## Task description:
The word "previous" marks the lines you need; copy each of them from the data.
......
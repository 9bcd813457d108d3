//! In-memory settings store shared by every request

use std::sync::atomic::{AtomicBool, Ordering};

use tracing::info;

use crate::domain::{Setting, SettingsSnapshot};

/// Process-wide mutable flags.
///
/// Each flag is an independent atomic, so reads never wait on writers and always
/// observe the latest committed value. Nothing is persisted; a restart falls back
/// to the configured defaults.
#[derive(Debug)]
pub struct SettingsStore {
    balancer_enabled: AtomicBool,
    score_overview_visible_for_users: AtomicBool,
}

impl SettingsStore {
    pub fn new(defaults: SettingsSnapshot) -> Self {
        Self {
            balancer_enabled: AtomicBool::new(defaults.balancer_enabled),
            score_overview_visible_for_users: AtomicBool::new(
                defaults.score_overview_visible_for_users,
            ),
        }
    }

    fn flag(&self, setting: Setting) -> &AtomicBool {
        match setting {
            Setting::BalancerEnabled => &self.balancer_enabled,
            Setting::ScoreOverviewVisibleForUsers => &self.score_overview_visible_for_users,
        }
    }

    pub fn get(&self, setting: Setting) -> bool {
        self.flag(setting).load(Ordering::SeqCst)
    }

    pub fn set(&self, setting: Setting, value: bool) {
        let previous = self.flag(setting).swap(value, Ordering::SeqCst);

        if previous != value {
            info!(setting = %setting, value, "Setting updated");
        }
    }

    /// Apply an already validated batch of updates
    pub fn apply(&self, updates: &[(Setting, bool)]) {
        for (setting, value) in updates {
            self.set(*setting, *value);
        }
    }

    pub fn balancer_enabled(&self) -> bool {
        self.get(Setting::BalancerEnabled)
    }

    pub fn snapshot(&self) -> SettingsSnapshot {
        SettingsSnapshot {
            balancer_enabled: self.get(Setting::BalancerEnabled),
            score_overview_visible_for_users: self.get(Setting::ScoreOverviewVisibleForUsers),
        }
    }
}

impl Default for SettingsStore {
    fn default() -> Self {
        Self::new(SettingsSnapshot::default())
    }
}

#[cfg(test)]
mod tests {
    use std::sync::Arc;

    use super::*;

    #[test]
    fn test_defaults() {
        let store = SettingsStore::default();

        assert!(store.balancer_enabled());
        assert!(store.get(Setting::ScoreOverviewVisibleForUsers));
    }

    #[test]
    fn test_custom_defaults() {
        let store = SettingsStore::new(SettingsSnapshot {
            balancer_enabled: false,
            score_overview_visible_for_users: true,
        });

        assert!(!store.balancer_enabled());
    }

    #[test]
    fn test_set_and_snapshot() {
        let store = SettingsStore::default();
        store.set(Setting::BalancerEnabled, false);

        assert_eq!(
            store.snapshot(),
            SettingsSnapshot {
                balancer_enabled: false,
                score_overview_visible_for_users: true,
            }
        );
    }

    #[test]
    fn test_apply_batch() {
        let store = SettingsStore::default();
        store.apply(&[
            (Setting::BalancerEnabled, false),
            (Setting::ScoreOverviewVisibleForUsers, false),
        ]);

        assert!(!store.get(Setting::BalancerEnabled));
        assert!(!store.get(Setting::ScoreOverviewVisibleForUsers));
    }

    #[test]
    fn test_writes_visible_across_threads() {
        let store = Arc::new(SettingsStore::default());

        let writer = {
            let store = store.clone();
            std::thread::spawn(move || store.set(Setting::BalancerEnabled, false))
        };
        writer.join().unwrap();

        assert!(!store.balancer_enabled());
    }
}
......
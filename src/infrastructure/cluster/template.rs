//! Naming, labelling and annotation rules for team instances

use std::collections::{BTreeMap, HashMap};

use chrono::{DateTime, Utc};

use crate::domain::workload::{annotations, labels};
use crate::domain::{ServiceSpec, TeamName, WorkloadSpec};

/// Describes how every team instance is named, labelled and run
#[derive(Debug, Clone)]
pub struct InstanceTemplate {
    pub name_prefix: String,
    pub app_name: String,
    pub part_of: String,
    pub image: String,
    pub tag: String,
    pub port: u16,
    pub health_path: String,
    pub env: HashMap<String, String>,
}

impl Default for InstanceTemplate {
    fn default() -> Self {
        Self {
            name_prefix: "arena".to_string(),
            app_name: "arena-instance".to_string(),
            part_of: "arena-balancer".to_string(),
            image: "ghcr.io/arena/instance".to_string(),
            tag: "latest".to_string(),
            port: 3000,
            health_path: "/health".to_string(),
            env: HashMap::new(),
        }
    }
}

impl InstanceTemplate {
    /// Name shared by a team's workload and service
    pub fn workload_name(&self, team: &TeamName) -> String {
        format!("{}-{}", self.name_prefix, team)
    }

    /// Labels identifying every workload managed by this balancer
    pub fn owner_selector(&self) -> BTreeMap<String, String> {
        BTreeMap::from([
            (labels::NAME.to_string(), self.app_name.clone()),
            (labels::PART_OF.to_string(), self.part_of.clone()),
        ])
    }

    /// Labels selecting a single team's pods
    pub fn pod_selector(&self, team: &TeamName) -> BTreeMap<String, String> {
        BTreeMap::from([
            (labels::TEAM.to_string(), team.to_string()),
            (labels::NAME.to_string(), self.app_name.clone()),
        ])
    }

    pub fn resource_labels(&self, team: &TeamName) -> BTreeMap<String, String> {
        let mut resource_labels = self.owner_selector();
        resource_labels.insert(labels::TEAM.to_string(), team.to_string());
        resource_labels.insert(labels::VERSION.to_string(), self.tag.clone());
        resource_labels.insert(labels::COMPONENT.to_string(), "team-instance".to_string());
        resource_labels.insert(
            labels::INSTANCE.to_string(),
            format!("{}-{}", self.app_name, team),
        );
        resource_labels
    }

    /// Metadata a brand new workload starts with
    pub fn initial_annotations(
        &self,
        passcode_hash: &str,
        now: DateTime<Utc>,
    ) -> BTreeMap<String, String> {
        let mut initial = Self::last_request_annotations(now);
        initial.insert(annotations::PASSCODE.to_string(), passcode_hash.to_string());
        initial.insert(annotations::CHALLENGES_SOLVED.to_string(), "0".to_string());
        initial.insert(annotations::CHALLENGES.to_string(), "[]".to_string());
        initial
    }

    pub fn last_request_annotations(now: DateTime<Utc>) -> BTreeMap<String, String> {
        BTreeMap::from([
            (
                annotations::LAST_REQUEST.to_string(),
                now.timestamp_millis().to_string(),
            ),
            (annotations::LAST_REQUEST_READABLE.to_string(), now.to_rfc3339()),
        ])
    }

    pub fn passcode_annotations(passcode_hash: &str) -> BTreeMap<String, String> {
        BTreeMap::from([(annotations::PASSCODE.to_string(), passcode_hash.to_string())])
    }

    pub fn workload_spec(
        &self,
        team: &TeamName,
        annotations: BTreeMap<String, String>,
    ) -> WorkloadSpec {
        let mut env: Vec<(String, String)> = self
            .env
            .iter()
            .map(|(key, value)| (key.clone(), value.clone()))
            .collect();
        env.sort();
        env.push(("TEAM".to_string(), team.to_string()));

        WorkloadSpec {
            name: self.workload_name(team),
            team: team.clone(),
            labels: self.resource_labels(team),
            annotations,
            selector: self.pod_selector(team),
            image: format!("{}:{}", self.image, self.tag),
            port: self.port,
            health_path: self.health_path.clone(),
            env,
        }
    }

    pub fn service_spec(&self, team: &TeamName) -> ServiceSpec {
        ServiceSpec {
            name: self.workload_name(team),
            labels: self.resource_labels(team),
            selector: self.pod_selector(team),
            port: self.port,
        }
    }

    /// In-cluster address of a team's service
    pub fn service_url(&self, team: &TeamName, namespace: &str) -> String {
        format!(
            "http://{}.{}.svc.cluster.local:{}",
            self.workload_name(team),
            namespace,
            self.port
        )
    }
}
......
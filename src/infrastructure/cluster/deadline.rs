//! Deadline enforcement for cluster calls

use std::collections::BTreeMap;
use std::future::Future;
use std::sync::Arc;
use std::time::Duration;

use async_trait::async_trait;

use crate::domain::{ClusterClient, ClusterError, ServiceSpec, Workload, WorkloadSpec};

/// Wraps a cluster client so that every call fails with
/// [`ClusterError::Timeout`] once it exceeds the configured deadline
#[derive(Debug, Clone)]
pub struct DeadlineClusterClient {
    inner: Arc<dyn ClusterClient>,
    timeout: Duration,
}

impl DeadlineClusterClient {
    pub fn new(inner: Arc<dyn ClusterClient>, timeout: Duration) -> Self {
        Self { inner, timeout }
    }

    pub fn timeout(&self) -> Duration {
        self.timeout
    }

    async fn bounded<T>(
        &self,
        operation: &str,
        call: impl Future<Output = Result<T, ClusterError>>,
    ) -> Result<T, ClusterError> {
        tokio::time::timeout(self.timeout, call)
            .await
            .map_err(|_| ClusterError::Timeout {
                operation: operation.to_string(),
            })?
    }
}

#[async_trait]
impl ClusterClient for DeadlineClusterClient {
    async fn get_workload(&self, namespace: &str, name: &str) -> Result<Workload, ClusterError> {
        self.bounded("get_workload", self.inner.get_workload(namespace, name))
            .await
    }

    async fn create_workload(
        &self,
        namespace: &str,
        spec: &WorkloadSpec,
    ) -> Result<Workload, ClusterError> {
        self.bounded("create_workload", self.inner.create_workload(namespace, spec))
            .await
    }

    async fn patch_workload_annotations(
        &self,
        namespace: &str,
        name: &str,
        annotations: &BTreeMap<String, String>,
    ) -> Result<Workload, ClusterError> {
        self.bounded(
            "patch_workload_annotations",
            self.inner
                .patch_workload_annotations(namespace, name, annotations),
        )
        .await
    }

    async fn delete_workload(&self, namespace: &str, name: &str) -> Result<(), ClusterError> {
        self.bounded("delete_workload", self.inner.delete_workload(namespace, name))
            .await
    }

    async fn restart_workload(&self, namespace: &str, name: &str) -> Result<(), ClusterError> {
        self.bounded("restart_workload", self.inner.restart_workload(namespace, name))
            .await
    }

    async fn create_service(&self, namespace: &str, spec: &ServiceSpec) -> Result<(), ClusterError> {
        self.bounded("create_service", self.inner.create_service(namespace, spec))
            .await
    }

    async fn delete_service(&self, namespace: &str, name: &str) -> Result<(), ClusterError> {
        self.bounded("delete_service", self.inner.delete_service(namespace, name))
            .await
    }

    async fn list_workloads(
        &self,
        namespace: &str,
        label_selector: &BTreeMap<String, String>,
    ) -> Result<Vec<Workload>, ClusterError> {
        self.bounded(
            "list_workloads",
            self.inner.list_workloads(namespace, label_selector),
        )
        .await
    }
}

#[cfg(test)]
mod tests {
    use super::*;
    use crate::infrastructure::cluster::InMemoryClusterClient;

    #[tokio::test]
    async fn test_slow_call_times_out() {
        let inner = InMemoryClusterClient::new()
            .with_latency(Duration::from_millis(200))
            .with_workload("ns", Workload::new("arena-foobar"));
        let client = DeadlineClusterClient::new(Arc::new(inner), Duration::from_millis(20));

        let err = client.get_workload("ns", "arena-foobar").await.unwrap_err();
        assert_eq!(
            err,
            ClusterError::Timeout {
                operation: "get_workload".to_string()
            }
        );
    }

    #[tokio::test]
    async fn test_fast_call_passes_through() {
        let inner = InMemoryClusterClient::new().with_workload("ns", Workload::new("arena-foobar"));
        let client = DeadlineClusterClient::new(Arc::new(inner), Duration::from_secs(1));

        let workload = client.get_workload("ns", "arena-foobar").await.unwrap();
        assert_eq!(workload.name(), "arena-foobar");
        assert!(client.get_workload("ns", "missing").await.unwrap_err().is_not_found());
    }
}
......
## Worked solution:
        let previous = self.flag(setting).swap(value, Ordering::SeqCst);
        if previous != value {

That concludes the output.